**What you are asked to do**: Which lines run from the start of the data below to the line containing "#[must_use]"? Set them down exactly, with none added.

**Exercise inputs**:
//! REST-call action: expand method/endpoint/body templates and dispatch one
//! HTTP request through the provider.

use std::sync::Arc;

use anyhow::anyhow;
use async_trait::async_trait;
use serde_json::Value;
use tracing::{debug, info};

use super::{Action, ActionClass, ActionContext, ActionResult};
use crate::errors::{ActionError, RestError};
use crate::models::{ActionSetting, RestActionConfig};
use crate::statemachine::ActionCmd;
use crate::templates::{
    action_scope, render_bounded, MAX_BODY_BYTES, MAX_ENDPOINT_BYTES, MAX_METHOD_BYTES,
};
use provider::{cancellable, curl, Provider};

const DEFAULT_METHOD: &str = "PATCH";

/// The expanded request a single invocation would dispatch.
#[derive(Debug)]
struct ExpandedRequest {
    method: String,
    endpoint: String,
    body: Option<Value>,
}

/// REST remediator (also usable as a REST alerter).
pub struct RestAction {
    class: ActionClass,
    config: RestActionConfig,
    provider: Arc<dyn Provider>,
}

impl RestAction {
    #[must_use]
    pub fn new(class: ActionClass, config: RestActionConfig, provider: Arc<dyn Provider>) -> Self {
        Self {
            class,
            config,
            provider,
        }
    }

    fn expand(&self, scope: &Value) -> Result<ExpandedRequest, ActionError> {
        let method_template = self
            .config
            .action_method
            .as_deref()
            .unwrap_or(DEFAULT_METHOD);
        let method = render_bounded(method_template, scope, MAX_METHOD_BYTES)
            .map_err(|e| ActionError::failed("rest", e))?;
        let endpoint = render_bounded(&self.config.endpoint, scope, MAX_ENDPOINT_BYTES)
            .map_err(|e| ActionError::failed("rest", e))?;

        let body = match &self.config.body {
            Some(template) => {
                let rendered = render_bounded(template, scope, MAX_BODY_BYTES)
                    .map_err(|e| ActionError::failed("rest", e))?;
                if rendered.is_empty() {
                    None
                } else {
                    Some(
                        serde_json::from_str::<Value>(&rendered)
                            .map_err(|e| ActionError::failed("rest", e))?,
                    )
                }
            }
            None => None,
        };

        Ok(ExpandedRequest {
            method: method.to_uppercase(),
            endpoint,
            body,
        })
    }

    /// The curl command an operator would run to apply this request by hand.
    fn curl_command(&self, request: &ExpandedRequest) -> String {
        let base = self
            .provider
            .as_rest()
            .map_or("", |rest| rest.base_url());
        curl::render(
            &request.method,
            base,
            &request.endpoint,
            request.body.as_ref(),
        )
    }
}

#[async_trait]
impl Action for RestAction {
    fn kind(&self) -> &'static str {
        "rest"
    }

    fn class(&self) -> ActionClass {
        self.class
    }

    async fn do_action(
        &self,
        ctx: &ActionContext<'_>,
        cmd: ActionCmd,
        setting: ActionSetting,
        prev_metadata: &Value,
    ) -> ActionResult {
        // REST calls have no stored state to withdraw; only turn-on is
        // meaningful.
        if cmd != ActionCmd::TurnOn {
            return ActionResult::skipped(prev_metadata);
        }

        let scope = action_scope(
            ctx.entity,
            &ctx.rule.def,
            &ctx.rule.params,
            ctx.eval_output,
        );
        let request = match self.expand(&scope) {
            Ok(request) => request,
            Err(err) => return ActionResult::failed(prev_metadata, err),
        };

        if setting == ActionSetting::DryRun {
            println!("{}", self.curl_command(&request));
            return ActionResult::turned_on(prev_metadata.clone());
        }

        let Some(rest) = self.provider.as_rest() else {
            return ActionResult::failed(
                prev_metadata,
                ActionError::failed("rest", anyhow!("provider lost REST capability")),
            );
        };

        debug!(method = %request.method, endpoint = %request.endpoint, "dispatching remediation request");
        let response = match cancellable(
            ctx.cancel,
            rest.do_request(&request.method, &request.endpoint, request.body.as_ref()),
        )
        .await
        {
            Ok(response) => response,
            Err(err) => return ActionResult::failed(prev_metadata, ActionError::failed("rest", err)),
        };

        match RestError::from_status(response.status) {
            None => {
                info!(status = response.status, endpoint = %request.endpoint, "remediation request applied");
                ActionResult::turned_on(Value::Object(serde_json::Map::new()))
            }
            Some(err) => ActionResult::failed(prev_metadata, ActionError::failed("rest", err)),
        }
    }
}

**Written answer**:
//! REST-call action: expand method/endpoint/body templates and dispatch one
//! HTTP request through the provider.

use std::sync::Arc;

use anyhow::anyhow;
use async_trait::async_trait;
use serde_json::Value;
use tracing::{debug, info};

use super::{Action, ActionClass, ActionContext, ActionResult};
use crate::errors::{ActionError, RestError};
use crate::models::{ActionSetting, RestActionConfig};
use crate::statemachine::ActionCmd;
use crate::templates::{
    action_scope, render_bounded, MAX_BODY_BYTES, MAX_ENDPOINT_BYTES, MAX_METHOD_BYTES,
};
use provider::{cancellable, curl, Provider};

const DEFAULT_METHOD: &str = "PATCH";

/// The expanded request a single invocation would dispatch.
#[derive(Debug)]
struct ExpandedRequest {
    method: String,
    endpoint: String,
    body: Option<Value>,
}

/// REST remediator (also usable as a REST alerter).
pub struct RestAction {
    class: ActionClass,
    config: RestActionConfig,
    provider: Arc<dyn Provider>,
}

impl RestAction {
    #[must_use]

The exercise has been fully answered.